Peptide-mimetics derived from leucyl-tRNA synthetase are potential agents for the therapy of mt-tRNA related diseases

Annalinda Pisano¹Sara Belloli²Maria Gemma Pignataro¹Paolo Rainone²Silvia Valtorta³Angela Coliva³Luciana Mosca⁴Patrizio Di Micco⁵Rosa Maria Moresco^2,6*Giulia D'Amati^1*Veronica Morea^5*

• ¹Department of Radiology, Oncology and Pathology, “Sapienza” University of Rome, Rome, Italy
• ²Institute of Bioimaging and Biological Complex Systems of the National Research Council of Italy, Milan, Italy
• ³Department of Nuclear Medicine, San Raffaele Scientific Institute (IRCCS), Milan, Lombardy, Italy
• ⁴Department of Biochemical Sciences “A. Rossi Fanelli”, “Sapienza” University of Rome, Rome, Italy
• ⁵Institute of Molecular Biology and Pathology of the National Research Council of Italy, Rome, Italy
• ⁶Department of Medicine and Surgery, University of Milano Bicocca, Monza, Italy

Mitochondrial diseases caused by point mutations in mitochondrial tRNA (mt-tRNA) genes, including MELAS and MERRF syndromes, represent a significant unmet clinical need, due to the lack of effective treatments. We previously identified peptide molecules derived from human leucyl-tRNA synthetase, whose features make them attractive leads for the development of therapeutic agents against mt-tRNA point mutations-related diseases.
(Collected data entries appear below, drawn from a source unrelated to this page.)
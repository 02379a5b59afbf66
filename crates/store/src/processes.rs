// SPDX-License-Identifier: BUSL-1.1
// Copyright (c) 2026 Alfred Jean LLC

//! Process table history rows
//!
//! Live process state lives in the kernel's in-memory table; these rows
//! are the durable history that survives reaping and restarts.

use crate::{json_text, StateStore, StoreError};
use aether_core::{AgentPhase, Pid, ProcState, ProcessInfo, Uid};
use rusqlite::{params, OptionalExtension, Row};

fn row_to_process(row: &Row<'_>) -> Result<ProcessInfo, rusqlite::Error> {
    let state: String = row.get(5)?;
    let phase: String = row.get(6)?;
    let env: String = row.get(10)?;
    Ok(ProcessInfo {
        pid: Pid(row.get(0)?),
        uid: Uid::new(row.get::<_, String>(1)?),
        name: row.get(2)?,
        role: row.get(3)?,
        goal: row.get(4)?,
        state: ProcState::parse(&state).unwrap_or(ProcState::Dead),
        phase: AgentPhase::parse(&phase).unwrap_or(AgentPhase::Idle),
        exit_code: row.get(7)?,
        created_at_ms: row.get::<_, i64>(8)? as u64,
        exited_at_ms: row.get::<_, Option<i64>>(9)?.map(|v| v as u64),
        env: serde_json::from_str(&env).unwrap_or_default(),
        tty_id: row.get(11)?,
        vnc_ws_url: row.get(12)?,
    })
}

const PROCESS_COLUMNS: &str = "pid, uid, name, role, goal, state, phase, exit_code, \
     created_at_ms, exited_at_ms, env, tty_id, vnc_ws_url";

impl StateStore {
    /// Insert or replace the history row for a process.
    pub fn upsert_process(&self, info: &ProcessInfo) -> Result<(), StoreError> {
        let conn = self.conn();
        conn.execute(
            r#"
            INSERT INTO processes (pid, uid, name, role, goal, state, phase, exit_code,
                                   created_at_ms, exited_at_ms, env, tty_id, vnc_ws_url)
            VALUES (?1, ?2, ?3, ?4, ?5, ?6, ?7, ?8, ?9, ?10, ?11, ?12, ?13)
            ON CONFLICT(pid) DO UPDATE SET
                state = ?6,
                phase = ?7,
                exit_code = COALESCE(processes.exit_code, ?8),
                exited_at_ms = COALESCE(processes.exited_at_ms, ?10),
                tty_id = COALESCE(?12, tty_id),
                vnc_ws_url = COALESCE(?13, vnc_ws_url)
            "#,
            params![
                info.pid.as_i64(),
                info.uid.as_str(),
                info.name,
                info.role,
                info.goal,
                info.state.as_str(),
                info.phase.as_str(),
                info.exit_code,
                info.created_at_ms as i64,
                info.exited_at_ms.map(|v| v as i64),
                json_text(&info.env)?,
                info.tty_id,
                info.vnc_ws_url,
            ],
        )?;
        Ok(())
    }

    /// Record a state transition observed on the bus.
    pub fn set_process_state(&self, pid: Pid, state: ProcState) -> Result<(), StoreError> {
        self.conn().execute(
            "UPDATE processes SET state = ?2 WHERE pid = ?1",
            params![pid.as_i64(), state.as_str()],
        )?;
        Ok(())
    }

    pub fn set_process_phase(&self, pid: Pid, phase: AgentPhase) -> Result<(), StoreError> {
        self.conn().execute(
            "UPDATE processes SET phase = ?2 WHERE pid = ?1",
            params![pid.as_i64(), phase.as_str()],
        )?;
        Ok(())
    }

    /// Persist an exit. The guard keeps the exit code first-write-wins
    /// so a replayed `process.exit` cannot overwrite it.
    pub fn record_process_exit(
        &self,
        pid: Pid,
        exit_code: i32,
        exited_at_ms: u64,
    ) -> Result<(), StoreError> {
        self.conn().execute(
            r#"
            UPDATE processes
            SET state = 'zombie',
                exit_code = ?2,
                exited_at_ms = ?3
            WHERE pid = ?1 AND exit_code IS NULL
            "#,
            params![pid.as_i64(), exit_code, exited_at_ms as i64],
        )?;
        Ok(())
    }

    pub fn get_process(&self, pid: Pid) -> Result<Option<ProcessInfo>, StoreError> {
        let conn = self.conn();
        let result = conn
            .query_row(
                &format!("SELECT {PROCESS_COLUMNS} FROM processes WHERE pid = ?1"),
                [pid.as_i64()],
                |row| row_to_process(row),
            )
            .optional()?;
        Ok(result)
    }

    /// Full process history, newest first, optionally scoped to a user.
    pub fn list_process_history(
        &self,
        owner: Option<&Uid>,
        limit: usize,
    ) -> Result<Vec<ProcessInfo>, StoreError> {
        let conn = self.conn();
        let mut out = Vec::new();
        match owner {
            Some(uid) => {
                let mut stmt = conn.prepare(&format!(
                    "SELECT {PROCESS_COLUMNS} FROM processes WHERE uid = ?1 \
                     ORDER BY pid DESC LIMIT ?2"
                ))?;
                let rows = stmt.query_map(params![uid.as_str(), limit as i64], |row| {
                    row_to_process(row)
                })?;
                for row in rows {
                    out.push(row?);
                }
            }
            None => {
                let mut stmt = conn.prepare(&format!(
                    "SELECT {PROCESS_COLUMNS} FROM processes ORDER BY pid DESC LIMIT ?1"
                ))?;
                let rows = stmt.query_map(params![limit as i64], |row| row_to_process(row))?;
                for row in rows {
                    out.push(row?);
                }
            }
        }
        Ok(out)
    }
}

#[cfg(test)]
#[path = "processes_tests.rs"]
mod tests;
Indeed, we demonstrated that, upon exogenous administration, these peptides penetrate human cell and mitochondrial membranes; stabilize mitochondrial tRNA structures; and rescue severe mitochondrial defects in cells bearing the point mutations m.3243A>G and m.8344A>G, responsible for MELAS and MERRF syndromes, respectively.To progress towards therapeutic applications, in this work we designed three peptide-mimetic derivatives (PMTs). These are composed entirely of D-amino acids and potentially endowed with enhanced stability in human plasma and resistance to enzymatic degradation. We show that, like the parent peptide, the PMTs have mitochondrial localization and improve cell viability and oxygen consumption in human cybrid cell lines bearing the aforementioned point mutations. Additionally, as anticipated, the PMTs had significantly higher plasma stability than the parent peptide. The most promising PMT was radiolabelled with Cu-64 and used in in vivo biodistribution and tolerability studies. Importantly, i.v. administered PMT reached all body districts, including heart, muscle and even brain, thus revealing an intrinsic ability to cross the blood-brain barrier. Finally, PMT was safe in adult wild-type mice at dosages up to 10 mg/Kg.These findings represent a significant step towards the implementation of therapeutic strategies for mt-tRNA-related mitochondrial diseases.